環境科学:極めて断片化され再生の必要性が一様でないヨーロッパの湿地
Nature 655, 8124 doi: 10.1038/s41586-026-10760-9
ヨーロッパの湿地には大量の炭素が蓄えられているが、数世紀にわたる土地利用によって、炭素貯蔵量と生物多様性が損なわれてきている。欧州連合(EU)の自然再生法(NRL)は、「良い状態」にない湿地生態系の少なくとも30%を2030年までに再生することを求めているが、湿地の種類と状態に関する空間的に一貫した情報はまだ十分でない。

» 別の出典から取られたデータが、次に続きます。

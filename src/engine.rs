//! The seam between the capture orchestrator and whatever actually loads,
//! lays out and rasterizes the page.
//!
//! An engine exposes blocking-free async calls for the orchestrator and
//! pushes page lifecycle events into an unbounded channel in the order it
//! observes them.

use async_trait::async_trait;
use chrono::{DateTime, Utc};
use serde::de::DeserializeOwned;
use serde::{Deserialize, Serialize};
use serde_json::Value;
use tokio::sync::mpsc;

use crate::config::OpenOptions;
use crate::error::EngineError;

/// Engine-assigned resource identifier, unique per page load.
pub type ResourceId = String;

pub type EventSender = mpsc::UnboundedSender<PageEvent>;
pub type EventReceiver = mpsc::UnboundedReceiver<PageEvent>;

#[derive(Debug, Clone, PartialEq, Eq, Serialize, Deserialize)]
pub struct Header {
    pub name: String,
    pub value: String,
}

impl Header {
    pub fn new(name: impl Into<String>, value: impl Into<String>) -> Self {
        Self {
            name: name.into(),
            value: value.into(),
        }
    }
}

#[derive(Debug, Clone, PartialEq)]
pub struct RequestMeta {
    pub method: String,
    pub url: String,
    pub time: DateTime<Utc>,
    pub headers: Vec<Header>,
}

#[derive(Debug, Clone, PartialEq)]
pub struct ReplyMeta {
    pub status: u16,
    pub status_text: String,
    pub headers: Vec<Header>,
    pub content_type: Option<String>,
    pub body_size: Option<i64>,
    pub time: DateTime<Utc>,
}

#[derive(Debug, Clone, Copy, PartialEq, Eq)]
pub enum ReplyStage {
    Start,
    End,
}

/// Lifecycle events in the order the engine saw them.
#[derive(Debug, Clone, PartialEq)]
pub enum PageEvent {
    LoadStarted {
        at: DateTime<Utc>,
    },
    ResourceRequested {
        id: ResourceId,
        request: RequestMeta,
    },
    /// A reply stage. `stage: None` is terminal, for engines that report a
    /// finished resource without naming the stage.
    ResourceReply {
        id: ResourceId,
        stage: Option<ReplyStage>,
        reply: Option<ReplyMeta>,
    },
    ResourceError {
        url: String,
        error: String,
    },
    PageError {
        message: String,
    },
    LoadFinished,
}

#[derive(Debug, Clone, Copy, PartialEq, Eq)]
pub enum LoadStatus {
    Success,
    Fail,
}

/// A pixel rectangle in page coordinates.
#[derive(Debug, Clone, Copy, PartialEq, Default, Serialize, Deserialize)]
pub struct ClipRect {
    pub top: f64,
    pub left: f64,
    pub width: f64,
    pub height: f64,
}

#[derive(Debug, Clone, PartialEq, Deserialize, Serialize)]
pub struct Cookie {
    pub name: String,
    pub value: String,
    pub domain: String,
    pub path: String,
    pub secure: bool,
    #[serde(default, rename = "httpOnly")]
    pub http_only: bool,
    #[serde(default)]
    pub expires: Option<f64>,
}

#[async_trait]
pub trait Engine: Send + Sync {
    /// Opens `address` and resolves once the engine reports the outcome.
    async fn open(&self, address: &str, options: &OpenOptions) -> Result<LoadStatus, EngineError>;

    /// Evaluates `script` in the page context.
    async fn evaluate(&self, script: &str) -> Result<Value, EngineError>;

    async fn set_viewport(&self, width: u32, height: u32) -> Result<(), EngineError>;

    async fn scroll_to(&self, top: f64, left: f64) -> Result<(), EngineError>;

    /// PNG bytes for `clip`, or for the whole page when `clip` is `None`.
    async fn render_region(&self, clip: Option<ClipRect>) -> Result<Vec<u8>, EngineError>;

    /// The serialized DOM as it stands now.
    async fn content(&self) -> Result<String, EngineError>;

    /// The resolved URL after redirects.
    async fn url(&self) -> Result<String, EngineError>;

    async fn cookies(&self) -> Result<Vec<Cookie>, EngineError>;
}

/// Evaluates `script` and deserializes the result.
///
/// Scripts return `JSON.stringify(..)` output so that structured values
/// survive engines that only hand back primitives; engines that already
/// return structured values work too.
pub async fn evaluate_as<T: DeserializeOwned>(
    engine: &dyn Engine,
    script: &str,
) -> Result<T, EngineError> {
    match engine.evaluate(script).await? {
        Value::String(s) => match serde_json::from_str(&s) {
            Ok(v) => Ok(v),
            Err(_) => Ok(serde_json::from_value(Value::String(s))?),
        },
        other => Ok(serde_json::from_value(other)?),
    }
}

/// Quotes `s` as a JavaScript string literal.
pub fn js_string(s: &str) -> String {
    Value::String(s.to_string()).to_string()
}

#[cfg(test)]
mod tests {
    use super::*;

    #[test]
    fn js_string_escapes_quotes() {
        assert_eq!(js_string(r#"a[href="x"]"#), r#""a[href=\"x\"]""#);
    }

    #[test]
    fn cookie_reads_camel_case_http_only() {
        let c: Cookie = serde_json::from_str(
            r#"{"name":"a","value":"b","domain":"x.org","path":"/","secure":true,"httpOnly":true}"#,
        )
        .unwrap();
        assert!(c.http_only);
        assert_eq!(c.expires, None);
    }
}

今回我々は、10 m解像度の人工衛星画像と機械学習を用いて、ヨーロッパの38カ国にわたる6種類の開けた半自然湿地と、土地利用による撹乱状況をマッピングした。その結果、湿地は極めて断片化されており、湿地面積の推定27~33%が地図上で25 ha未満と定義されるパッチに、7~11%が1 ha未満のパッチに存在することが示され、解像度の低い従来の地図データでは多くの小規模湿地が見落とされていたことが明らかになった。湿地面積の20.4 ± 3.4%(95%信頼区間)が人間活動の影響を受けていると推定され、内陸湿地が最も大きな影響を受けていて、撹乱を受けていない状態を基準とすると、二酸化炭素換算で最大5 Gtの土壌炭素が失われた可能性があると見積もられた。撹乱を受けた面積をNRLの再生目標に換算すると、いくつかの国の公約は我々の2030年の推定値とおおむね整合していたが、他の国に関しては、我々の地図で相当な面積の候補地が特定されたにもかかわらず、定量的な取り組みが不足していることが分かった。得られた標準化高解像度データは、NRLに合わせたEU全域のベースラインと、人工衛星によるマッピングを再生目標へと結び付ける再現可能なテンプレートを提供しており、これは進捗の追跡に役立つ。